MIT Appoints Superheroes to AI Fellowship, Claims Future Now Guaranteed to be ‘Life-Changingly Perfect’
In a stunning turn of events that has surely calmed even the most skeptical hearts, five MIT faculty members and two alumna-everything-you-can-imagine have been knighted as part of the 2024 AI2050 Fellowship Court, a ceremonial cabal of intellectual overlords entrusted with transforming AI from alarming to ‘unbelievably awesome.’
As everyone now knows (because how could you not?), the fellowship is courtesy of Schmidt Futures—a boutique venture by Eric Schmidt and his partner in world salvation, Wendy. Their mission? To speed up science like it’s a YouTube video played at 1.5x speed. “If AI’s future was a spicy Netflix series, we’re the producers ensuring the plot twists are heartwarming,” Schmidt reportedly stated while finger-gunning hypothetical haters.
The fabulous five—or should we say, the magnificent MITagonists—are tasked with pondering nothing less than, “If life in 2050, with AI, doesn’t totally suck, why?” The mind-bending clarity of this question leaves little room for error. Armed with buzzing synaptic networks and the overwhelming wisdom only a lifetime of academia can build, these fellows are expected to solve pretty much everything by lunchtime.
First up, David Autor, the maestro of monetizing misery, turns job space handwringing into award-worthy TED talks. His plan? Unleash AI in the job market arena, but this time in a supportive, ’80s training montage kind of way—envision robots handing humans lattes for a change.
Then there’s Sara Beery, whose life’s purpose is bending AI to save the pandas and watch birds frolic in HD. Her secret weapon? Instead of crunching numbers, she’s crunching data modalities—because if you can’t see through a long-tailed distribution, are you even monitoring biodiversity?

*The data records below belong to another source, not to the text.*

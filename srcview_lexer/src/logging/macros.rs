//! Logging macros taking `"key" => value` context pairs
//!
//! Values only need `Display`. Every macro is a no-op until a global service
//! is installed, and debug context is not formatted unless debug is enabled.

#[doc(hidden)]
#[macro_export]
macro_rules! __log_dispatch {
    ($event:expr, $span:expr $(, $key:expr => $value:expr)*) => {
        $crate::logging::dispatch_with_context(
            $event,
            $span,
            &[$(($key, format!("{}", $value))),*],
        )
    };
}

#[macro_export]
macro_rules! log_error {
    ($code:expr, $message:expr, span = $span:expr $(, $key:expr => $value:expr)* $(,)?) => {
        $crate::__log_dispatch!(
            $crate::logging::LogEvent::error($code, $message),
            Some($span)
            $(, $key => $value)*
        )
    };

    ($code:expr, $message:expr $(, $key:expr => $value:expr)* $(,)?) => {
        $crate::__log_dispatch!(
            $crate::logging::LogEvent::error($code, $message),
            None
            $(, $key => $value)*
        )
    };
}

#[macro_export]
macro_rules! log_success {
    ($code:expr, $message:expr $(, $key:expr => $value:expr)* $(,)?) => {
        $crate::__log_dispatch!(
            $crate::logging::LogEvent::success($code, $message),
            None
            $(, $key => $value)*
        )
    };
}

#[macro_export]
macro_rules! log_info {
    ($message:expr $(, $key:expr => $value:expr)* $(,)?) => {
        $crate::__log_dispatch!(
            $crate::logging::LogEvent::info($message),
            None
            $(, $key => $value)*
        )
    };
}

/// `code = CODE` as the first argument attaches a specific warning code.
#[macro_export]
macro_rules! log_warning {
    (code = $code:expr, $message:expr $(, $key:expr => $value:expr)* $(,)?) => {
        $crate::__log_dispatch!(
            $crate::logging::LogEvent::warning_with_code($code, $message),
            None
            $(, $key => $value)*
        )
    };

    ($message:expr $(, $key:expr => $value:expr)* $(,)?) => {
        $crate::__log_dispatch!(
            $crate::logging::LogEvent::warning($message),
            None
            $(, $key => $value)*
        )
    };
}

#[macro_export]
macro_rules! log_debug {
    ($message:expr $(, $key:expr => $value:expr)* $(,)?) => {
        if $crate::logging::enabled($crate::logging::LogLevel::Debug) {
            $crate::__log_dispatch!(
                $crate::logging::LogEvent::debug($message),
                None
                $(, $key => $value)*
            )
        }
    };
}

/// Success event with a `duration_ms` entry ahead of the other pairs
#[macro_export]
macro_rules! log_performance {
    ($code:expr, $message:expr, duration = $duration:expr $(, $key:expr => $value:expr)* $(,)?) => {
        $crate::log_success!($code, $message,
            "duration_ms" => format!("{:.3}", $duration.as_secs_f64() * 1000.0)
            $(, $key => $value)*
        )
    };
}

#[cfg(test)]
mod tests {
    use crate::logging::codes;
    use crate::utils::{Position, Span};

    #[test]
    fn test_macros_without_global_logger() {
        let duration = std::time::Duration::from_millis(150);

        log_error!(codes::lexical::PRECONDITION_VIOLATION, "Cast split on a non-cast token",
            span = Span::covering(Position::new(0, 1), "int"),
            "kind" => "T_STRING"
        );
        log_error!(codes::file_processing::EMPTY_FILE, "File is empty");
        log_success!(codes::success::SCAN_COMPLETE, "Scan completed", "tokens" => 42);
        log_info!("Loading token dump", "is_large" => false);
        log_warning!(code = codes::scanner::CANDIDATE_OVERFLOW, "Candidate discarded",
            "opener" => "use"
        );
        log_warning!("Unbalanced input");
        log_debug!("Builder opened", "builder" => "namespace");
        log_performance!(codes::success::FILE_PROCESSING_SUCCESS, "Token dump processed",
            duration = duration,
            "tokens" => 42
        );
    }
}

Joining them is Gabriele Farina, whose passion for playing intellectual Tetris with AI’s decision-making processes is only rivaled by his burning desire to pen academic papers that mere mortals couldn’t dare comprehend. “Game theory is just life with extra rules,” he quipped, probably.
Marzyeh Ghassemi plans to ensure medical AI doesn’t just become a smarter way to tell you you’re terminal. Her idea: design, develop, deploy—repeat. Like a health-conscious DJ remixing public policy based on beats per minute.
And finally Yoon Kim, whose cocktail of statistics and linguistics might just teach machines to speak human first, is determined to make machines less erratic. In his downtime, he reportedly teaches neural networks how to binge-watch series without crashing.
Rounding out this noble conclave are alumni Roger Grosse and David Rolnick, whose contributions to AI remain so vital they must be included despite whatever plan we hatched earlier. Because let’s be honest, if ‘alumni clout’ were currency, Rolnick and Grosse would own private islands.
These intrepid fellowship fellows face the arduous task of turning AI into the Swiss Army knife of the future—sharp but unlikely to cut society’s fingers off. And while they’ve yet to be fitted for futuristic spandex costumes, one can only imagine that’s next on Schmidt’s philanthropic to-do list.